Even so, if it's not possible to crossbreed a pair of livebearers it's not unusual to see them try *r2


----------



## zero (Mar 27, 2012)

I don't want them to cross breed, I need good quality offspring from the mollies and the guppies 1 to feed my carnivorous cichlids and 2 as I'm selective breeding to get purple guppies. Is there no way to stop him bothering her??


----------



## CuppsSmith (Sep 19, 2012)

I'm having the same issue.
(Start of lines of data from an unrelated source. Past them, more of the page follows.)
//! Address and endpoint model plus raw socket plumbing.

pub mod addr;
pub mod endpoint;
pub mod socket;

pub use addr::{Address, AddressV4, AddressV6};
pub use endpoint::Endpoint;
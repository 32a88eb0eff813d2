//! Port-keyed datagram dispatch.

use std::any::Any;
use std::sync::Arc;

use tracing::warn;

use crate::context::Context;

use super::packet::UdpPacket;

/// A datagram handler: packet in, optional reply payload out.
pub type UdpHandler = Arc<dyn Fn(&UdpPacket, &Context) -> Option<Vec<u8>> + Send + Sync>;

/// Dispatches each datagram to the first handler registered for its
/// destination port. No handler means no reply.
#[derive(Default)]
pub struct UdpRouter {
    routes: Vec<(u16, UdpHandler)>,
    context: Arc<Context>,
}

impl UdpRouter {
    pub fn new() -> Self {
        Self::default()
    }

    /// Register a shared resource visible to every handler.
    ///
    /// Only valid while the router is still being built.
    pub fn add_resource<T: Any + Send + Sync>(&mut self, name: &str, resource: Arc<T>) {
        match Arc::get_mut(&mut self.context) {
            Some(context) => context.set(name, resource),
            None => warn!(name, "add_resource after router is shared; ignoring"),
        }
    }

    /// Handle datagrams arriving on `port`.
    pub fn on_port<F>(&mut self, port: u16, handler: F)
    where
        F: Fn(&UdpPacket, &Context) -> Option<Vec<u8>> + Send + Sync + 'static,
    {
        self.routes.push((port, Arc::new(handler)));
    }

    pub fn route(&self, packet: &UdpPacket) -> Option<Vec<u8>> {
        for (port, handler) in &self.routes {
            if *port == packet.dest_port {
                return handler(packet, &self.context);
            }
        }
        None
    }
}
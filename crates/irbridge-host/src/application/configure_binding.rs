//! Interactive construction of a [`BoundAction`].
//!
//! The user first picks an action kind from a numbered menu, then answers the
//! prompts for that kind:
//!
//! | Kind        | Prompts                                         |
//! |-------------|-------------------------------------------------|
//! | KeyPress    | key name, minimum re-fire interval (blank = 0)  |
//! | MouseClick  | button: 1 = left, 2 = right, 3 = both           |
//! | MouseMove   | horizontal offset, vertical offset              |
//! | WheelScroll | ticks                                           |
//! | KeyCombo    | number of keys, then one key name per key       |
//!
//! An empty answer (or closed input) at any prompt cancels the whole setup
//! with [`BindingError::ConstructionCancelled`].  A numeric prompt that gets
//! something else asks again.  Key-name prompts accept `list` to print every
//! known name.

use std::str::FromStr;
use std::time::Duration;

use irbridge_core::{Action, ActionKind, BindingError, BoundAction, ClickButtons, KeyNameResolver};

/// Answer that prints the key-name table instead of naming a key.
const LIST_KEYWORD: &str = "list";

/// Line-oriented user dialogue.
pub trait Prompter {
    /// Shows `question` and returns the trimmed answer, or `None` when the
    /// input is closed.
    fn ask(&mut self, question: &str) -> Option<String>;

    /// Shows an informational line.
    fn say(&mut self, message: &str);
}

/// Asks the user what `code` should do and returns the new binding.
///
/// # Errors
///
/// - [`BindingError::ConstructionCancelled`] if any prompt is left blank.
/// - [`BindingError::UnknownKeyName`] if a key name cannot be resolved.
/// - [`BindingError::InvalidParameters`] if the answers do not form a valid
///   action (for example a key code of zero).
pub fn configure_binding(
    code: &str,
    prompter: &mut dyn Prompter,
    keys: &dyn KeyNameResolver,
) -> Result<BoundAction, BindingError> {
    let kind = ask_kind(prompter)?;

    let binding = match kind {
        ActionKind::KeyPress => {
            let key = ask_key(prompter, keys, "Key name (\"list\" shows all):")?;
            let interval = ask_interval(prompter)?;
            BoundAction::new(code, Action::KeyPress { key }).with_min_refire_interval(interval)
        }
        ActionKind::MouseClick => {
            let buttons = loop {
                let selector: i64 = ask_number(prompter, "Button (1 = left, 2 = right, 3 = both):")?;
                match ClickButtons::from_selector(selector) {
                    Some(buttons) => break buttons,
                    None => prompter.say("Enter 1, 2 or 3."),
                }
            };
            BoundAction::new(code, Action::MouseClick { buttons })
        }
        ActionKind::MouseMove => {
            let dx = ask_number(prompter, "Horizontal offset in pixels (negative = left):")?;
            let dy = ask_number(prompter, "Vertical offset in pixels (negative = up):")?;
            BoundAction::new(code, Action::MouseMove { dx, dy })
        }
        ActionKind::WheelScroll => {
            let ticks = ask_number(prompter, "Wheel ticks (negative = towards you):")?;
            BoundAction::new(code, Action::WheelScroll { ticks })
        }
        ActionKind::KeyCombo => {
            let count = loop {
                let count: usize = ask_number(prompter, "Number of keys in the combination:")?;
                if count >= 1 {
                    break count;
                }
                prompter.say("A combination needs at least one key.");
            };
            let combo = (1..=count)
                .map(|i| ask_key(prompter, keys, &format!("Key {i} of {count}:")))
                .collect::<Result<Vec<_>, _>>()?;
            BoundAction::new(code, Action::KeyCombo { keys: combo })
        }
    };

    binding.action().validate()?;
    Ok(binding)
}

fn ask_kind(prompter: &mut dyn Prompter) -> Result<ActionKind, BindingError> {
    prompter.say("What should this button do?");
    for kind in ActionKind::ALL {
        prompter.say(&format!("  {}) {}", kind.tag(), kind.description()));
    }
    loop {
        let tag: i64 = ask_number(prompter, "Action (blank to cancel):")?;
        match ActionKind::from_tag(tag) {
            Some(kind) => return Ok(kind),
            None => prompter.say(&format!("Choose a number between 1 and {}.", ActionKind::ALL.len())),
        }
    }
}

fn ask_key(
    prompter: &mut dyn Prompter,
    keys: &dyn KeyNameResolver,
    question: &str,
) -> Result<u16, BindingError> {
    loop {
        let answer = ask_required(prompter, question)?;
        if answer.eq_ignore_ascii_case(LIST_KEYWORD) {
            prompter.say(&keys.all_names().join(", "));
            continue;
        }
        return keys
            .code_for_name(&answer)
            .ok_or(BindingError::UnknownKeyName(answer));
    }
}

/// Like [`ask_number`], except that a blank answer means "no minimum".
fn ask_interval(prompter: &mut dyn Prompter) -> Result<Duration, BindingError> {
    loop {
        let answer = prompter
            .ask("Minimum milliseconds between repeats (blank = 0):")
            .ok_or(BindingError::ConstructionCancelled)?;
        if answer.trim().is_empty() {
            return Ok(Duration::ZERO);
        }
        match answer.trim().parse::<u64>() {
            Ok(ms) => return Ok(Duration::from_millis(ms)),
            Err(_) => prompter.say("Please enter a whole number of milliseconds."),
        }
    }
}

fn ask_number<T: FromStr>(prompter: &mut dyn Prompter, question: &str) -> Result<T, BindingError> {
    loop {
        let answer = ask_required(prompter, question)?;
        match answer.parse() {
            Ok(value) => return Ok(value),
            Err(_) => prompter.say(&format!("{answer:?} is not a valid number.")),
        }
    }
}

fn ask_required(prompter: &mut dyn Prompter, question: &str) -> Result<String, BindingError> {
    match prompter.ask(question) {
        Some(answer) if !answer.trim().is_empty() => Ok(answer.trim().to_string()),
        _ => Err(BindingError::ConstructionCancelled),
    }
}

// ── Tests ─────────────────────────────────────────────────────────────────────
I just bought the fish yesterday, think the female balloon molly is already pregnant at the time we got her, and the male guppy won't stop following her and sometimes looks like he's nipping her.


----------



## Knotyoureality (Sep 4, 2012)

Mollies and guppies readily interbreed, no way around it other than not putting them in the same tank.


----------



## navigator black (Jan 3, 2012)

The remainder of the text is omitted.